(Saved entries)
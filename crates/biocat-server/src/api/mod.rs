//! HTTP application assembly

pub mod response;

use axum::{
    extract::State,
    http::StatusCode,
    response::{IntoResponse, Response},
    routing::get,
    Json, Router,
};
use serde_json::json;
use std::{net::SocketAddr, sync::Arc, time::Duration};
use tokio::signal;
use tower_http::compression::CompressionLayer;

use crate::config::{Config, StoreBackend};
use crate::db::{self, DbConfig};
use crate::features::{self, FeatureState};
use crate::middleware;
use crate::store::{MemoryCatalogStore, PgCatalogStore, SharedStore};
use response::ErrorResponse;

/// Connect the configured store backend, applying migrations for Postgres
pub async fn build_store(config: &Config) -> anyhow::Result<SharedStore> {
    match config.catalog.store {
        StoreBackend::Postgres => {
            let pool = db::create_pool(&DbConfig::from(&config.database)).await?;
            db::run_migrations(&pool).await?;
            Ok(Arc::new(PgCatalogStore::new(pool)))
        },
        StoreBackend::Memory => {
            tracing::warn!("Using the in-memory store; data is lost on shutdown");
            Ok(Arc::new(MemoryCatalogStore::new()))
        },
    }
}

/// Create the application router with all routes and middleware
pub fn create_router(state: FeatureState, config: &Config) -> Router {
    let health = Router::new()
        .route("/health", get(health_check))
        .with_state(state.clone());

    Router::new()
        .merge(health)
        .merge(features::router(state))
        // Apply layers from innermost to outermost
        .layer(CompressionLayer::new())
        .layer(middleware::tracing_layer())
        .layer(middleware::cors_layer(&config.cors))
}

/// Bind, serve and shut down gracefully on Ctrl+C or SIGTERM
pub async fn serve(config: Config) -> anyhow::Result<()> {
    let store = build_store(&config).await?;
    let state = FeatureState::new(store, &config.catalog);
    let app = create_router(state, &config);

    let addr: SocketAddr = format!("{}:{}", config.server.host, config.server.port).parse()?;
    tracing::info!("Server listening on {}", addr);

    let listener = tokio::net::TcpListener::bind(addr).await?;

    axum::serve(listener, app)
        .with_graceful_shutdown(shutdown_signal(config.server.shutdown_timeout_secs))
        .await?;

    tracing::info!("Server shut down gracefully");
    Ok(())
}

/// Health check handler
async fn health_check(State(state): State<FeatureState>) -> Response {
    match state.store.health_check().await {
        Ok(()) => (
            StatusCode::OK,
            Json(json!({
                "status": "healthy",
                "store": "connected"
            })),
        )
            .into_response(),
        Err(e) => {
            tracing::error!("Store health check failed: {:?}", e);
            (
                StatusCode::SERVICE_UNAVAILABLE,
                Json(ErrorResponse::new("UNAVAILABLE", "Store is unreachable")),
            )
                .into_response()
        },
    }
}

/// Graceful shutdown signal handler
async fn shutdown_signal(timeout_secs: u64) {
    let ctrl_c = async {
        if let Err(e) = signal::ctrl_c().await {
            tracing::error!("Failed to install Ctrl+C handler: {}", e);
        }
    };

    #[cfg(unix)]
    let terminate = async {
        match signal::unix::signal(signal::unix::SignalKind::terminate()) {
            Ok(mut signal) => {
                signal.recv().await;
            },
            Err(e) => {
                tracing::error!("Failed to install SIGTERM handler: {}", e);
            },
        }
    };

    #[cfg(not(unix))]
    let terminate = std::future::pending::<()>();

    tokio::select! {
        _ = ctrl_c => {
            tracing::info!("Received Ctrl+C, starting graceful shutdown");
        },
        _ = terminate => {
            tracing::info!("Received terminate signal, starting graceful shutdown");
        },
    }

    // Give ongoing requests time to complete
    tracing::info!("Waiting up to {} seconds for connections to close", timeout_secs);
    tokio::time::sleep(Duration::from_secs(timeout_secs.min(5))).await;
}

## [Prompt]
Each of the records is to be repeated word for word.

## [Your response]
filename crates/biocat-server/src/api/mod.rs
//! HTTP application assembly

pub mod response;

use axum::{
    extract::State,
    http::StatusCode,
    response::{IntoResponse, Response},
    routing::get,
    Json, Router,
};
use serde_json::json;
use std::{net::SocketAddr, sync::Arc, time::Duration};
use tokio::signal;
use tower_http::compression::CompressionLayer;

use crate::config::{Config, StoreBackend};
use crate::db::{self, DbConfig};
use crate::features::{self, FeatureState};
use crate::middleware;
use crate::store::{MemoryCatalogStore, PgCatalogStore, SharedStore};
use response::ErrorResponse;

/// Connect the configured store backend, applying migrations for Postgres
pub async fn build_store(config: &Config) -> anyhow::Result<SharedStore> {
    match config.catalog.store {
        StoreBackend::Postgres => {
            let pool = db::create_pool(&DbConfig::from(&config.database)).await?;
            db::run_migrations(&pool).await?;
            Ok(Arc::new(PgCatalogStore::new(pool)))
        },
        StoreBackend::Memory => {
            tracing::warn!("Using the in-memory store; data is lost on shutdown");
            Ok(Arc::new(MemoryCatalogStore::new()))
        },
    }
}

/// Create the application router with all routes and middleware
pub fn create_router(state: FeatureState, config: &Config) -> Router {
    let health = Router::new()
        .route("/health", get(health_check))
        .with_state(state.clone());

    Router::new()
        .merge(health)
        .merge(features::router(state))
        // Apply layers from innermost to outermost
        .layer(CompressionLayer::new())
        .layer(middleware::tracing_layer())
        .layer(middleware::cors_layer(&config.cors))
}

/// Bind, serve and shut down gracefully on Ctrl+C or SIGTERM
pub async fn serve(config: Config) -> anyhow::Result<()> {
    let store = build_store(&config).await?;
    let state = FeatureState::new(store, &config.catalog);
    let app = create_router(state, &config);

    let addr: SocketAddr = format!("{}:{}", config.server.host, config.server.port).parse()?;
    tracing::info!("Server listening on {}", addr);

    let listener = tokio::net::TcpListener::bind(addr).await?;

    axum::serve(listener, app)
        .with_graceful_shutdown(shutdown_signal(config.server.shutdown_timeout_secs))
        .await?;

    tracing::info!("Server shut down gracefully");
    Ok(())
}

/// Health check handler
async fn health_check(State(state): State<FeatureState>) -> Response {
    match state.store.health_check().await {
        Ok(()) => (
            StatusCode::OK,
            Json(json!({
                "status": "healthy",
                "store": "connected"
            })),
        )
            .into_response(),
        Err(e) => {
            tracing::error!("Store health check failed: {:?}", e);
            (
                StatusCode::SERVICE_UNAVAILABLE,
                Json(ErrorResponse::new("UNAVAILABLE", "Store is unreachable")),
            )
                .into_response()
        },
    }
}

/// Graceful shutdown signal handler
async fn shutdown_signal(timeout_secs: u64) {
    let ctrl_c = async {
        if let Err(e) = signal::ctrl_c().await {
            tracing::error!("Failed to install Ctrl+C handler: {}", e);
        }
    };

    #[cfg(unix)]
    let terminate = async {
        match signal::unix::signal(signal::unix::SignalKind::terminate()) {
            Ok(mut signal) => {
                signal.recv().await;
            },
            Err(e) => {
                tracing::error!("Failed to install SIGTERM handler: {}", e);
            },
        }
    };

    #[cfg(not(unix))]
    let terminate = std::future::pending::<()>();

    tokio::select! {
        _ = ctrl_c => {
            tracing::info!("Received Ctrl+C, starting graceful shutdown");
        },
        _ = terminate => {
            tracing::info!("Received terminate signal, starting graceful shutdown");
        },
    }

    // Give ongoing requests time to complete
    tracing::info!("Waiting up to {} seconds for connections to close", timeout_secs);
    tokio::time::sleep(Duration::from_secs(timeout_secs.min(5))).await;
}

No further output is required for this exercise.